Summary of the Legal Basis:
The Office of Head Start will issue a final rule under the authority granted to the Secretary of Health and Human Services by section 644(c) of the Head Start Act, as amended by the Improving Head Start for School Readiness Act of 2007, which authorizes the Secretary to prescribe rules or regulations that are binding on all agencies carrying on Head Start program activities.
Alternative 1: One alternative is to maintain the status quo and allow the 100-percent service duration standard to take effect starting in program year 2021-2022.
Alternative 2: Another alternative is to entirely remove the 100-percent service duration standard from the performance standards, as we proposed in the NPRM. Under this alternative, requirements for service duration would revert to prior minimums of 3.5 hours per day and 160 days a year for programs operating 5 days per week or 128 days per year for programs operating 4 days per week.

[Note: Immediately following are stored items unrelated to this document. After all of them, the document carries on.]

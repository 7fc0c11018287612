// src/readers/locallog.rs

//! Scanning the local event log.
//!
//! A local event log line has three tab-delimited fields; a datetime without
//! a timezone, the user agent, and the payload sent to the server.

use crate::common::FPath;
use crate::data::datetime::{datetime_parse_local, FixedOffset, TZ_OFFSET_SERVER};
use crate::data::rawline::{LineSplitter, RawLine};
use crate::data::record::LocalRecord;
use crate::printer::diag::DiagnosticSink;
use crate::readers::scanner::{FilterChain, LineFormatter, ResultScanRecords, ReverseLogScanner};

#[allow(unused_imports)]
use ::si_trace_print::{defn, defo, defx, defñ};

/// Count of fields of a well-formed local event log line.
pub const LOCAL_FIELD_COUNT: usize = 3;

/// Create a [`LocalRecord`] from a split local event log line.
///
/// The datetime is a wall-clock time at `tz_offset`. A line with the wrong
/// count of fields or an unparseable datetime becomes [`LocalRecord::empty`].
///
/// [`LocalRecord`]: crate::data::record::LocalRecord
/// [`LocalRecord::empty`]: crate::data::record::LocalRecord#method.empty
#[derive(Clone, Copy, Debug)]
pub struct LocalLineFormatter {
    tz_offset: FixedOffset,
}

impl LocalLineFormatter {
    pub const fn new(tz_offset: FixedOffset) -> LocalLineFormatter {
        LocalLineFormatter { tz_offset }
    }
}

impl Default for LocalLineFormatter {
    /// Local datetimes share the server offset.
    fn default() -> Self {
        LocalLineFormatter::new(*TZ_OFFSET_SERVER)
    }
}

impl LineFormatter for LocalLineFormatter {
    type Record = LocalRecord;

    fn format(
        &self,
        mut fields: RawLine,
    ) -> LocalRecord {
        if fields.len() != LOCAL_FIELD_COUNT {
            defñ!("{} fields, expected {}", fields.len(), LOCAL_FIELD_COUNT);
            return LocalRecord::empty();
        }
        let datetime = match datetime_parse_local(&fields[0], &self.tz_offset) {
            Some(dt) => dt,
            None => {
                defñ!("bad datetime {:?}", fields[0]);
                return LocalRecord::empty();
            }
        };

        LocalRecord {
            datetime: Some(datetime),
            user_agent: std::mem::take(&mut fields[1]),
            data: std::mem::take(&mut fields[2]),
        }
    }
}

/// Find the newest local event.
#[derive(Clone, Copy, Debug, Default)]
pub struct LocalLogLoader {
    formatter: LocalLineFormatter,
}

impl LocalLogLoader {
    pub const fn new(tz_offset: FixedOffset) -> LocalLogLoader {
        LocalLogLoader { formatter: LocalLineFormatter::new(tz_offset) }
    }

    /// The newest record at `path`; at most one record.
    pub fn load(
        &self,
        path: &FPath,
        diag: &dyn DiagnosticSink,
    ) -> ResultScanRecords<LocalRecord> {
        defn!("({:?})", path);
        let scanner = ReverseLogScanner::new(path.clone(), LineSplitter::tab(), diag);
        let result = scanner.scan_last(&self.formatter, &FilterChain::new());
        defx!("{}", result);

        result
    }
}
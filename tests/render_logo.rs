use std::fs;
use std::path::PathBuf;

use image::Rgba;
use rikolog_logo::layout::{ICON_VERTICAL_NUDGE, PADDING};
use rikolog_logo::{Color, RenderRequest, create_logo, render_logo};
use walkdir::WalkDir;

const FONT_DIRS: &[&str] = &["/usr/share/fonts", "/usr/local/share/fonts", "/Library/Fonts", "C:/Windows/Fonts"];
const PREFERRED: &[&str] = &["DejaVuSans.ttf", "LiberationSans-Regular.ttf", "Arial.ttf", "arial.ttf"];

/// Finds an installed Latin TrueType font, preferring well-known families.
fn system_font() -> Option<PathBuf> {
    let fonts: Vec<PathBuf> = FONT_DIRS
        .iter()
        .flat_map(|dir| WalkDir::new(dir).into_iter().filter_map(|e| e.ok()))
        .filter(|e| e.file_type().is_file())
        .map(|e| e.into_path())
        .filter(|p| {
            p.extension()
                .and_then(|ext| ext.to_str())
                .is_some_and(|ext| ext.eq_ignore_ascii_case("ttf"))
        })
        .collect();

    PREFERRED
        .iter()
        .find_map(|name| fonts.iter().find(|p| p.file_name().is_some_and(|f| f == *name)).cloned())
        .or_else(|| fonts.into_iter().next())
}

macro_rules! require_font {
    () => {
        match system_font() {
            Some(path) => path,
            None => {
                println!("No TrueType font installed; skipping.");
                return;
            }
        }
    };
}

/// Columns/rows of the canvas that contain any non-background pixel.
fn ink_extent(img: &image::RgbaImage, background: Rgba<u8>) -> Option<(u32, u32, u32, u32)> {
    let mut extent: Option<(u32, u32, u32, u32)> = None;
    for (x, y, pixel) in img.enumerate_pixels() {
        if *pixel == background {
            continue;
        }
        extent = Some(match extent {
            Some((l, t, r, b)) => (l.min(x), t.min(y), r.max(x + 1), b.max(y + 1)),
            None => (x, y, x + 1, y + 1),
        });
    }
    extent
}

#[test]
fn banner_has_padding_and_transparent_corners() {
    let font = require_font!();
    let dir = tempfile::tempdir().unwrap();
    let output = dir.path().join("ab.png");
    let request = RenderRequest::new("AB", &font, (219, 39, 119), (255, 255, 255, 0), &output);

    let rendered = render_logo(&request).expect("render");
    assert!(output.exists());
    assert!(!rendered.bounds.is_empty());
    assert!(rendered.width >= rendered.bounds.width() + 2 * PADDING);
    assert!(rendered.height >= rendered.bounds.height() + 2 * PADDING);

    let decoded = image::open(&output).expect("decode");
    assert_eq!(decoded.color(), image::ColorType::Rgba8);
    let img = decoded.to_rgba8();
    assert_eq!(img.dimensions(), (rendered.width, rendered.height));
    let (w, h) = img.dimensions();
    for (x, y) in [(0, 0), (w - 1, 0), (0, h - 1), (w - 1, h - 1)] {
        assert_eq!(img.get_pixel(x, y)[3], 0, "corner ({x}, {y}) should be transparent");
    }
}

#[test]
fn banner_text_is_centred() {
    let font = require_font!();
    let dir = tempfile::tempdir().unwrap();
    let output = dir.path().join("centred.png");
    let background = Rgba([255, 255, 255, 0]);
    let request = RenderRequest::new("AB", &font, (15, 23, 42), (255, 255, 255, 0), &output);

    let rendered = render_logo(&request).expect("render");
    let img = image::open(&output).unwrap().to_rgba8();
    let (left, top, right, bottom) = ink_extent(&img, background).expect("text should be visible");

    let right_margin = rendered.width - right;
    let bottom_margin = rendered.height - bottom;
    assert!(left.abs_diff(right_margin) <= 1, "left {left} vs right {right_margin}");
    assert!(top.abs_diff(bottom_margin) <= 1, "top {top} vs bottom {bottom_margin}");
}

#[test]
fn icon_is_square_with_solid_background() {
    let font = require_font!();
    let dir = tempfile::tempdir().unwrap();
    let output = dir.path().join("icon.png");
    let pink = Color::rgb(219, 39, 119);
    let request = RenderRequest::new("AB", &font, (255, 255, 255), pink, &output).icon();

    let rendered = render_logo(&request).expect("render");
    assert_eq!(rendered.width, rendered.height);
    assert_eq!(
        rendered.width,
        rendered.bounds.width().max(rendered.bounds.height()) + 2 * PADDING
    );

    let img = image::open(&output).unwrap().to_rgba8();
    let (w, h) = img.dimensions();
    assert_eq!(w, h);
    for (x, y) in [(0, 0), (w - 1, 0), (0, h - 1), (w - 1, h - 1)] {
        assert_eq!(*img.get_pixel(x, y), pink.to_pixel());
    }

    // Nudged text leaves more room below than above.
    let (_, top, _, bottom) = ink_extent(&img, pink.to_pixel()).expect("text should be visible");
    let bottom_margin = h - bottom;
    assert!(bottom_margin > top + ICON_VERTICAL_NUDGE as u32, "top {top} vs bottom {bottom_margin}");
}

#[test]
fn rendering_twice_is_byte_identical() {
    let font = require_font!();
    let dir = tempfile::tempdir().unwrap();
    let first = dir.path().join("first.png");
    let second = dir.path().join("second.png");

    let a = render_logo(&RenderRequest::new("AB", &font, (219, 39, 119), (255, 255, 255, 0), &first)).unwrap();
    let b = render_logo(&RenderRequest::new("AB", &font, (219, 39, 119), (255, 255, 255, 0), &second)).unwrap();

    assert_eq!(a.sha256, b.sha256);
    assert_eq!(fs::read(&first).unwrap(), fs::read(&second).unwrap());
}

#[test]
fn missing_font_writes_nothing_and_later_renders_still_run() {
    let dir = tempfile::tempdir().unwrap();
    let skipped = dir.path().join("skipped.png");
    let missing = RenderRequest::new("AB", dir.path().join("AKACHAN/AKACHANk.TTF"), (0, 0, 0), (0, 0, 0, 0), &skipped);

    assert!(create_logo(&missing).unwrap().is_none());
    assert!(!skipped.exists());

    let font = require_font!();
    let written = dir.path().join("written.png");
    let ok = create_logo(&RenderRequest::new("AB", &font, (0, 0, 0), (0, 0, 0, 0), &written)).unwrap();
    assert!(ok.is_some());
    assert!(written.exists());
}

#[test]
fn unsupported_extension_is_returned_as_error() {
    let font = require_font!();
    let dir = tempfile::tempdir().unwrap();
    let output = dir.path().join("logo.unknownformat");
    let request = RenderRequest::new("AB", &font, (0, 0, 0), (255, 255, 255), &output);

    let err = create_logo(&request).expect_err("unknown extension must propagate");
    assert!(!err.is_font_load());
}
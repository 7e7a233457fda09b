use crate::layout::TextBounds;
use image::Rgba;
use std::path::PathBuf;

/// An 8-bit RGBA color. Three-channel inputs are fully opaque.
#[derive(Clone, Copy, Debug, PartialEq, Eq)]
pub struct Color {
    pub r: u8,
    pub g: u8,
    pub b: u8,
    pub a: u8,
}

impl Color {
    pub const fn rgb(r: u8, g: u8, b: u8) -> Self {
        Self { r, g, b, a: 255 }
    }

    pub const fn rgba(r: u8, g: u8, b: u8, a: u8) -> Self {
        Self { r, g, b, a }
    }

    pub fn is_transparent(&self) -> bool {
        self.a == 0
    }

    pub fn to_pixel(self) -> Rgba<u8> {
        Rgba([self.r, self.g, self.b, self.a])
    }
}

impl From<(u8, u8, u8)> for Color {
    fn from((r, g, b): (u8, u8, u8)) -> Self {
        Color::rgb(r, g, b)
    }
}

impl From<(u8, u8, u8, u8)> for Color {
    fn from((r, g, b, a): (u8, u8, u8, u8)) -> Self {
        Color::rgba(r, g, b, a)
    }
}

/// Everything a single logo render needs. Built per call, dropped afterwards.
#[derive(Clone, Debug, PartialEq)]
pub struct RenderRequest {
    pub text: String,
    pub font_path: PathBuf,
    pub text_color: Color,
    pub background: Color,
    pub output_path: PathBuf,
    /// Square canvas with the text nudged upwards.
    pub is_icon: bool,
}

impl RenderRequest {
    pub fn new(
        text: impl Into<String>,
        font_path: impl Into<PathBuf>,
        text_color: impl Into<Color>,
        background: impl Into<Color>,
        output_path: impl Into<PathBuf>,
    ) -> Self {
        Self {
            text: text.into(),
            font_path: font_path.into(),
            text_color: text_color.into(),
            background: background.into(),
            output_path: output_path.into(),
            is_icon: false,
        }
    }

    pub fn icon(mut self) -> Self {
        self.is_icon = true;
        self
    }
}

/// Summary of an image written to disk.
#[derive(Clone, Debug)]
pub struct Rendered {
    pub output_path: PathBuf,
    pub width: u32,
    pub height: u32,
    /// Ink bounds of the text, relative to the layout origin.
    pub bounds: TextBounds,
    /// Hex SHA-256 of the written file.
    pub sha256: String,
}
//! The logo renderer: shape, measure, size, paint, save.

use crate::error::{Error, Result};
use crate::layout::{self, FONT_SIZE, LINE_HEIGHT_FACTOR, TextBounds};
use crate::models::{Color, RenderRequest, Rendered};
use crate::utils::{LoadedFont, calculate_hash, load_font};
use cosmic_text::{Attrs, Buffer, Color as GlyphColor, Family, Metrics, Shaping, SwashCache};
use image::{Pixel, Rgba, RgbaImage};
use log::{debug, error, info};

/// Renders one logo and writes it to `request.output_path`.
///
/// The image format follows the output file extension.
pub fn render_logo(request: &RenderRequest) -> Result<Rendered> {
    let mut font = load_font(&request.font_path)?;
    let mut cache = SwashCache::new();
    let buffer = shape_text(&mut font, &request.text);

    let bounds = measure_ink(&mut font, &mut cache, &buffer);
    let canvas_size = layout::canvas_size(&bounds, request.is_icon);
    let origin = layout::draw_origin(&bounds, canvas_size, request.is_icon);
    debug!(
        "{}: ink {:?}, canvas {}x{}, origin {:?}",
        request.output_path.display(),
        bounds,
        canvas_size.width,
        canvas_size.height,
        origin
    );

    let mut canvas = RgbaImage::from_pixel(
        canvas_size.width,
        canvas_size.height,
        request.background.to_pixel(),
    );
    paint_text(&mut font, &mut cache, &buffer, &mut canvas, origin, request.text_color);

    canvas.save(&request.output_path)?;
    let sha256 = calculate_hash(&request.output_path)?;
    debug!("{}: sha256 {}", request.output_path.display(), sha256);
    info!("Generated: {}", request.output_path.display());

    Ok(Rendered {
        output_path: request.output_path.clone(),
        width: canvas_size.width,
        height: canvas_size.height,
        bounds,
        sha256,
    })
}

/// Like [`render_logo`], but an unloadable font is logged and skipped.
///
/// Returns `Ok(None)` when the font could not be loaded; nothing is written
/// in that case. Any other failure is passed back to the caller.
pub fn create_logo(request: &RenderRequest) -> Result<Option<Rendered>> {
    match render_logo(request) {
        Ok(rendered) => Ok(Some(rendered)),
        Err(Error::FontLoad { path, reason }) => {
            error!("Error: Font file not found at {} ({})", path.display(), reason);
            Ok(None)
        }
        Err(e) => Err(e),
    }
}

fn shape_text(font: &mut LoadedFont, text: &str) -> Buffer {
    let metrics = Metrics::new(FONT_SIZE, FONT_SIZE * LINE_HEIGHT_FACTOR);
    let mut buffer = Buffer::new(&mut font.font_system, metrics);
    let attrs = Attrs::new().family(Family::Name(&font.family));
    buffer.set_text(&mut font.font_system, text, attrs, Shaping::Advanced);
    buffer.shape_until_scroll(&mut font.font_system, false);
    buffer
}

/// Tight box around every pixel with non-zero glyph coverage.
fn measure_ink(font: &mut LoadedFont, cache: &mut SwashCache, buffer: &Buffer) -> TextBounds {
    let mut ink: Option<TextBounds> = None;
    buffer.draw(
        &mut font.font_system,
        cache,
        GlyphColor::rgb(0, 0, 0),
        |x, y, w, h, color| {
            if color.a() == 0 || w == 0 || h == 0 {
                return;
            }
            let rect = TextBounds {
                left: x,
                top: y,
                right: x + w as i32,
                bottom: y + h as i32,
            };
            ink = Some(match ink {
                Some(acc) => acc.union(rect),
                None => rect,
            });
        },
    );
    ink.unwrap_or_default()
}

/// Composites glyph coverage onto the canvas, shifted by `origin`.
fn paint_text(
    font: &mut LoadedFont,
    cache: &mut SwashCache,
    buffer: &Buffer,
    canvas: &mut RgbaImage,
    origin: (i32, i32),
    color: Color,
) {
    let (width, height) = (canvas.width() as i32, canvas.height() as i32);
    let base = GlyphColor::rgba(color.r, color.g, color.b, color.a);

    buffer.draw(&mut font.font_system, cache, base, |x, y, w, h, glyph| {
        // Coverage arrives in the alpha channel; scale it by the text alpha.
        let alpha = (glyph.a() as u16 * color.a as u16 / 255) as u8;
        if alpha == 0 {
            return;
        }
        let src = Rgba([glyph.r(), glyph.g(), glyph.b(), alpha]);
        for dy in 0..h as i32 {
            for dx in 0..w as i32 {
                let px = origin.0 + x + dx;
                let py = origin.1 + y + dy;
                if px < 0 || py < 0 || px >= width || py >= height {
                    continue;
                }
                canvas.get_pixel_mut(px as u32, py as u32).blend(&src);
            }
        }
    });
}
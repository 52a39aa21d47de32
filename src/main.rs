//! Inkmap - render plain-text outlines as mind-map PNG images.
//!
//! # Usage
//!
//! ```bash
//! inkmap -i outline.txt -o mindmap.png
//! inkmap -i outline.txt --theme dark --layout both
//! inkmap --raw $'mindmap\n  root((Main Topic))\n    Subtopic' --base64
//! ```

use std::fs;
use std::io::Write;
use std::path::PathBuf;

use anyhow::{Context, Result, bail};
use base64::Engine;
use clap::Parser;

use inkmap::layout::LayoutMode;
use inkmap::{outline, render, theme};

/// Render a plain-text outline as a mind-map PNG image
#[derive(Parser, Debug)]
#[command(name = "inkmap", version, about, long_about = None)]
struct Cli {
    /// Outline text file to render
    #[arg(short, long, value_name = "FILE")]
    input: Option<PathBuf>,

    /// Outline text given directly on the command line
    #[arg(long, value_name = "TEXT", conflicts_with = "input")]
    raw: Option<String>,

    /// Output PNG path
    #[arg(short, long, value_name = "FILE", default_value = "mindmap.png")]
    output: PathBuf,

    /// Print the PNG to stdout as base64 instead of writing a file
    #[arg(short = 'b', long)]
    base64: bool,

    /// Theme id (unknown ids fall back to the default theme)
    #[arg(long, default_value = "default")]
    theme: String,

    /// Layout direction: right, left, or both
    #[arg(long, default_value = "right")]
    layout: String,

    /// List available theme ids and exit
    #[arg(long)]
    list_themes: bool,
}

fn main() -> Result<()> {
    // Initialize logging
    tracing_subscriber::fmt()
        .with_env_filter(
            tracing_subscriber::EnvFilter::from_default_env()
                .add_directive(tracing::Level::WARN.into()),
        )
        .init();

    let cli = Cli::parse();

    if cli.list_themes {
        for id in theme::store().ids() {
            println!("{id}");
        }
        return Ok(());
    }

    let content = match (&cli.input, &cli.raw) {
        (Some(path), _) => fs::read_to_string(path)
            .with_context(|| format!("Failed to read input file {}", path.display()))?,
        (None, Some(raw)) => raw.clone(),
        (None, None) => bail!("No input provided. Use --input for file input or --raw for direct text."),
    };

    let mut tree = outline::parse(&content);
    let mode = LayoutMode::from_param(&cli.layout);

    if cli.base64 {
        let mut png = Vec::new();
        render::render_tree(&mut tree, &cli.theme, mode, &mut png)
            .context("Failed to render mind map")?;
        let mut stdout = std::io::stdout().lock();
        writeln!(
            stdout,
            "{}",
            base64::engine::general_purpose::STANDARD.encode(&png)
        )?;
        return Ok(());
    }

    let file = fs::File::create(&cli.output)
        .with_context(|| format!("Failed to create output file {}", cli.output.display()))?;
    let mut writer = std::io::BufWriter::new(file);
    render::render_tree(&mut tree, &cli.theme, mode, &mut writer)
        .context("Failed to render mind map")?;
    writer.flush().context("Failed to flush output file")?;

    Ok(())
}
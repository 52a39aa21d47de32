//! Font loading and width measurement.
//!
//! One [`FontBook`] is populated at process start: a preferred CJK-capable
//! face is located for glyph-advance measurement and the same database is
//! handed to the rasterizer, so measured and painted text agree. When no
//! usable face exists, measurement degrades to heuristic per-character
//! advances and the render continues with whatever the rasterizer finds.

use std::collections::HashMap;
use std::env;
use std::fs;
use std::sync::Arc;

use once_cell::sync::Lazy;
use resvg::usvg::fontdb;
use tracing::warn;

use super::is_cjk;

/// Candidate font files probed in order, CJK-capable faces first. The
/// `INKMAP_FONT` environment variable prepends one more candidate.
const FONT_CANDIDATES: &[&str] = &[
    "assets/fonts/SourceHanSansSC-Regular.otf",
    "assets/fonts/NotoSansSC-Regular.ttf",
    "/usr/share/fonts/opentype/noto/NotoSansCJK-Regular.ttc",
    "/usr/share/fonts/truetype/noto/NotoSansCJK-Regular.ttc",
    "/usr/share/fonts/noto-cjk/NotoSansCJK-Regular.ttc",
    "/System/Library/Fonts/PingFang.ttc",
    "/usr/share/fonts/truetype/dejavu/DejaVuSans.ttf",
];

/// Heuristic advance factors (fraction of font size) used without a face.
const FALLBACK_CJK_FACTOR: f32 = 1.0;
const FALLBACK_LATIN_FACTOR: f32 = 0.55;
const FALLBACK_SPACE_FACTOR: f32 = 0.28;

/// Fonts available to this process: primary face bytes for measurement plus
/// the full database the rasterizer resolves text against.
pub struct FontBook {
    data: Option<Vec<u8>>,
    face_index: u32,
    family: Option<String>,
    db: Arc<fontdb::Database>,
}

impl FontBook {
    fn load() -> Self {
        let mut db = fontdb::Database::new();
        db.load_system_fonts();

        let mut data = None;
        let mut face_index = 0u32;
        let mut family = None;

        let override_path = env::var("INKMAP_FONT").ok();
        let candidates = override_path
            .iter()
            .map(String::as_str)
            .chain(FONT_CANDIDATES.iter().copied());
        for path in candidates {
            let Ok(bytes) = fs::read(path) else { continue };
            if ttf_parser::Face::parse(&bytes, 0).is_err() {
                continue;
            }
            db.load_font_data(bytes.clone());
            family = db
                .faces()
                .last()
                .and_then(|info| info.families.first())
                .map(|(name, _)| name.clone());
            data = Some(bytes);
            break;
        }

        // No preferred file: borrow any sans-serif face from the system
        // database so measurement still tracks real glyph advances.
        if data.is_none() {
            let query = fontdb::Query {
                families: &[fontdb::Family::SansSerif],
                ..fontdb::Query::default()
            };
            if let Some(id) = db.query(&query) {
                if let Some((bytes, index)) = db.with_face_data(id, |d, i| (d.to_vec(), i)) {
                    family = db
                        .face(id)
                        .and_then(|info| info.families.first().map(|(name, _)| name.clone()));
                    data = Some(bytes);
                    face_index = index;
                }
            }
        }

        if data.is_none() {
            warn!("no usable font face found; falling back to heuristic text metrics");
        }

        Self {
            data,
            face_index,
            family,
            db: Arc::new(db),
        }
    }

    /// The process-wide book, loaded on first use.
    pub fn shared() -> &'static Self {
        static BOOK: Lazy<FontBook> = Lazy::new(FontBook::load);
        &BOOK
    }

    /// Database handed to the rasterizer.
    pub fn database(&self) -> Arc<fontdb::Database> {
        Arc::clone(&self.db)
    }

    /// Family name text elements should request.
    pub fn family(&self) -> &str {
        self.family.as_deref().unwrap_or("sans-serif")
    }

    fn face(&self) -> Option<ttf_parser::Face<'_>> {
        let data = self.data.as_deref()?;
        ttf_parser::Face::parse(data, self.face_index).ok()
    }
}

/// Width measurement for one render pass.
///
/// Per-distinct-string results are memoized; the cache lives and dies with
/// the pass.
pub(crate) struct Measurer<'a> {
    face: Option<ttf_parser::Face<'a>>,
    font_size: f32,
    cache: HashMap<String, f32>,
}

impl<'a> Measurer<'a> {
    pub(crate) fn new(book: &'a FontBook, font_size: f32) -> Self {
        Self {
            face: book.face(),
            font_size,
            cache: HashMap::new(),
        }
    }

    /// Pixel width of `text` on a single line.
    pub(crate) fn width(&mut self, text: &str) -> f32 {
        if let Some(&w) = self.cache.get(text) {
            return w;
        }
        let w = self.measure_uncached(text);
        self.cache.insert(text.to_string(), w);
        w
    }

    fn measure_uncached(&self, text: &str) -> f32 {
        match &self.face {
            Some(face) => {
                let upem = f32::from(face.units_per_em());
                let scale = self.font_size / upem;
                text.chars()
                    .map(|c| {
                        face.glyph_index(c)
                            .and_then(|gid| face.glyph_hor_advance(gid))
                            .map_or_else(
                                || fallback_char_width(c, self.font_size),
                                |adv| f32::from(adv) * scale,
                            )
                    })
                    .sum()
            }
            None => text
                .chars()
                .map(|c| fallback_char_width(c, self.font_size))
                .sum(),
        }
    }
}

fn fallback_char_width(c: char, font_size: f32) -> f32 {
    if is_cjk(c) {
        font_size * FALLBACK_CJK_FACTOR
    } else if c == ' ' {
        font_size * FALLBACK_SPACE_FACTOR
    } else {
        font_size * FALLBACK_LATIN_FACTOR
    }
}

#[cfg(test)]
mod tests {
    use super::*;

    #[test]
    fn test_measure_is_memoized_and_stable() {
        let book = FontBook::shared();
        let mut measurer = Measurer::new(book, 15.0);
        let first = measurer.width("stable width");
        let second = measurer.width("stable width");
        assert!((first - second).abs() < f32::EPSILON);
        assert!(first > 0.0);
    }

    #[test]
    fn test_cjk_chars_measure_wider_than_latin() {
        let book = FontBook::shared();
        let mut measurer = Measurer::new(book, 15.0);
        let cjk = measurer.width("中");
        let latin = measurer.width("i");
        assert!(cjk > latin);
    }

    #[test]
    fn test_fallback_width_scales_with_font_size() {
        assert!(fallback_char_width('中', 30.0) > fallback_char_width('中', 15.0));
        assert!(fallback_char_width('a', 15.0) < fallback_char_width('中', 15.0));
    }
}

Alternative 3: A final alternative is to replace the 100-percent service duration standard with a standard that lowers the required percentage of a program’s center-based slots that must operate for at least 1,020 annual hours (e.g., 50 percent or 80 percent) and extend the timeline for implementation.
Anticipated Costs and Benefits:
To date, Congress has appropriated $554 million to support longer service duration in Head Start programs. Full implementation of this standard would require approximately $700 million in additional resources. Alternatively, if the 100-percent service duration standard goes into effect in the absence of additional funding, we estimate a loss of approximately 77,500 Head Start slots in order for programs to fully implement the requirement. In other words, full implementation of this requirement, absent additional funding, would result in approximately $700 million in transfers from those children who will lose services under the 100-percent service duration requirement to those children who will receive longer services under this requirement.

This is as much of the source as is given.